In this study, a research team developed a deep learning approach called Electrode Net to accelerate porous-electrode design without sacrificing accuracy. The method represents three-dimensional electrode geometry using signed distance fields and then applies a three-dimensional convolutional neural network to learn the link between structure and transport performance. This combination captures geometry cleanly and enables fast, reliable predictions.
To train and test the model, the researchers built a validated pore-network framework and assembled a comprehensive dataset of 15,433 porous samples paired with their anisotropic transport properties. Across benchmarks, Electrode Net achieved a coefficient of determination (R2) greater than 0.95, outperforming other advanced models on the same tasks. Speed is a key advantage. Guided by the signed distance field representation, Electrode Net cuts computation time by as much as 96% than the conventional numerical simulation models, while maintaining high fidelity. In practice, this turns many hours of simulation into minutes or seconds of model inference, enabling rapid screening of large design spaces.

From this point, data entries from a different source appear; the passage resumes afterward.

//! File-backed rate store.

use async_trait::async_trait;
use std::io::ErrorKind;
use std::path::{Path, PathBuf};
use tracing::{debug, info};
use uuid::Uuid;

use crate::error::RatesResult;
use crate::publisher::{RatePublication, RatePublisher};

/// Write `bytes` to `path` so readers see either the old or the new content.
///
/// Data goes to a sibling temp file first and is renamed into place.
pub async fn write_atomic(path: &Path, bytes: &[u8]) -> std::io::Result<()> {
    let file_name = path
        .file_name()
        .map(|n| n.to_string_lossy().into_owned())
        .unwrap_or_default();
    let tmp = path.with_file_name(format!(".{}.{}.tmp", file_name, Uuid::new_v4()));

    if let Some(parent) = path.parent().filter(|p| !p.as_os_str().is_empty()) {
        tokio::fs::create_dir_all(parent).await?;
    }

    tokio::fs::write(&tmp, bytes).await?;
    if let Err(e) = tokio::fs::rename(&tmp, path).await {
        let _ = tokio::fs::remove_file(&tmp).await;
        return Err(e);
    }
    Ok(())
}

/// Persists the latest publication as a JSON document:
/// `{"base": .., "last_updated": <unix seconds>, "conversion_rates": {..}}`.
pub struct JsonFileRateStore {
    path: PathBuf,
}

impl JsonFileRateStore {
    pub fn new(path: impl Into<PathBuf>) -> Self {
        Self { path: path.into() }
    }

    pub fn path(&self) -> &Path {
        &self.path
    }

    /// Load the stored publication. A missing file means nothing was
    /// published yet.
    pub async fn load(&self) -> RatesResult<Option<RatePublication>> {
        match tokio::fs::read(&self.path).await {
            Ok(bytes) => {
                let publication = serde_json::from_slice(&bytes)?;
                debug!(path = %self.path.display(), "Loaded stored rates");
                Ok(Some(publication))
            }
            Err(e) if e.kind() == ErrorKind::NotFound => Ok(None),
            Err(e) => Err(e.into()),
        }
    }
}

#[async_trait]
impl RatePublisher for JsonFileRateStore {
    fn name(&self) -> &str {
        "json-file"
    }

    async fn publish(&self, publication: &RatePublication) -> RatesResult<()> {
        let bytes = serde_json::to_vec_pretty(publication)?;
        write_atomic(&self.path, &bytes).await?;

        info!(
            path = %self.path.display(),
            rates = publication.conversion_rates.len(),
            "Stored rates"
        );
        Ok(())
    }
}
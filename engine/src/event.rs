//! Events fed to the conversion engine.

use converter_common::Currency;

/// Edits to the two-sided conversion form.
#[derive(Debug, Clone, PartialEq, Eq)]
pub enum FormEvent {
    /// One-time seed of both currencies. Ignored if either is empty.
    InitialDataLoaded {
        from_currency: Currency,
        to_currency: Currency,
    },
    FromCurrencyChanged(Currency),
    ToCurrencyChanged(Currency),
    /// Raw text typed into the "from" amount field.
    FromAmountChanged(String),
    /// Raw text typed into the "to" amount field.
    ToAmountChanged(String),
}

/// Changes to the favorite currencies.
#[derive(Debug, Clone, PartialEq, Eq)]
pub enum FavoritesEvent {
    FavoriteAdded(Currency),
    FavoriteRemoved(Currency),
}

/// Anything the presentation layer can send to the engine.
#[derive(Debug, Clone, PartialEq, Eq)]
pub enum EngineEvent {
    Form(FormEvent),
    Favorites(FavoritesEvent),
}

impl From<FormEvent> for EngineEvent {
    fn from(event: FormEvent) -> Self {
        EngineEvent::Form(event)
    }
}

impl From<FavoritesEvent> for EngineEvent {
    fn from(event: FavoritesEvent) -> Self {
        EngineEvent::Favorites(event)
    }
}
//! Scheduled fetch-and-publish job.

use chrono::Utc;
use std::sync::Arc;
use tokio::sync::mpsc;
use tracing::{error, info, instrument, warn};

use crate::error::{RatesError, RatesResult};
use crate::provider::RateProvider;
use crate::publisher::{RatePublication, RatePublisher};
use crate::schedule::DailySchedule;

/// Fetches the latest rates from a provider and publishes them to every sink.
///
/// A failed cycle is logged and skipped; the next scheduled run is the retry.
pub struct RefreshJob {
    provider: Arc<dyn RateProvider>,
    publishers: Vec<Arc<dyn RatePublisher>>,
    base: String,
}

impl RefreshJob {
    /// Create a job fetching rates relative to `base`.
    pub fn new(provider: Arc<dyn RateProvider>, base: impl Into<String>) -> Self {
        Self {
            provider,
            publishers: Vec::new(),
            base: base.into(),
        }
    }

    /// Add a sink that receives every successful fetch.
    pub fn with_publisher(mut self, publisher: Arc<dyn RatePublisher>) -> Self {
        self.publishers.push(publisher);
        self
    }

    /// Run a single fetch-and-publish cycle.
    ///
    /// Every publisher is attempted; the first publisher error is returned
    /// after all have been tried.
    #[instrument(skip(self), fields(provider = self.provider.name(), base = %self.base))]
    pub async fn run_once(&self) -> RatesResult<RatePublication> {
        let publication = self.provider.fetch_latest(&self.base).await?;

        let mut first_error: Option<RatesError> = None;
        for publisher in &self.publishers {
            if let Err(e) = publisher.publish(&publication).await {
                error!(publisher = publisher.name(), error = %e, "Failed to publish rates");
                first_error.get_or_insert(e);
            }
        }

        if let Some(e) = first_error {
            return Err(e);
        }

        info!(
            rates = publication.conversion_rates.len(),
            last_updated = %publication.last_updated,
            "Rates refreshed"
        );
        Ok(publication)
    }

    /// Run one cycle, logging instead of returning failures.
    pub async fn refresh(&self) -> Option<RatePublication> {
        match self.run_once().await {
            Ok(publication) => Some(publication),
            Err(e) if e.is_retryable() => {
                warn!(error = %e, "Rate refresh failed, waiting for next scheduled run");
                None
            }
            Err(e) => {
                error!(error = %e, "Rate refresh failed, waiting for next scheduled run");
                None
            }
        }
    }

    /// Run on `schedule` until a shutdown signal arrives.
    pub async fn run(&self, schedule: DailySchedule, mut shutdown_rx: mpsc::Receiver<()>) {
        loop {
            let now = Utc::now();
            let next = schedule.next_after(now);
            info!(next_run = %next, "Waiting for next rate refresh");

            tokio::select! {
                _ = tokio::time::sleep(schedule.until_next(now)) => {
                    self.refresh().await;
                }
                _ = shutdown_rx.recv() => {
                    info!("Rate refresh job stopping");
                    break;
                }
            }
        }
    }
}
//! Daily refresh schedule.

use chrono::{DateTime, Duration, NaiveTime, TimeZone, Utc};

use crate::error::{RatesError, RatesResult};

/// Fires once a day at a fixed UTC time, midnight by default.
#[derive(Debug, Clone, Copy, PartialEq, Eq)]
pub struct DailySchedule {
    at: NaiveTime,
}

impl DailySchedule {
    /// Fire every day at `hour_utc`:00.
    pub fn at_hour(hour_utc: u32) -> RatesResult<Self> {
        let at = NaiveTime::from_hms_opt(hour_utc, 0, 0).ok_or_else(|| {
            RatesError::Configuration(format!("refresh hour {} out of range", hour_utc))
        })?;
        Ok(Self { at })
    }

    /// Midnight UTC.
    pub fn midnight() -> Self {
        Self {
            at: NaiveTime::default(),
        }
    }

    /// Next firing strictly after `now`.
    pub fn next_after(&self, now: DateTime<Utc>) -> DateTime<Utc> {
        let today = Utc.from_utc_datetime(&now.date_naive().and_time(self.at));
        if today > now {
            today
        } else {
            today + Duration::days(1)
        }
    }

    /// Time left until the next firing.
    pub fn until_next(&self, now: DateTime<Utc>) -> std::time::Duration {
        (self.next_after(now) - now)
            .to_std()
            .unwrap_or(std::time::Duration::ZERO)
    }
}

impl Default for DailySchedule {
    fn default() -> Self {
        Self::midnight()
    }
}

The team further validated the approach on real electrodes from three technology classes: fuel cells, water electrolyzers, and redox-flow batteries. In each case, the model delivered excellent predictive accuracy, demonstrating strong cross-system generalization and suggesting that the framework can be adopted across diverse subjects.
Beyond fast predictions, the researchers introduced a practical multiscale design workflow. Electrode Net first estimates pore-scale, anisotropic transport parameters. These parameters are then embedded into cell-scale simulations to guide device-level optimization under realistic operating constraints. Using the gas diffusion layer of a proton-exchange-membrane fuel cell as an example, the workflow produced electrode designs with significantly higher limiting power density and limiting current density.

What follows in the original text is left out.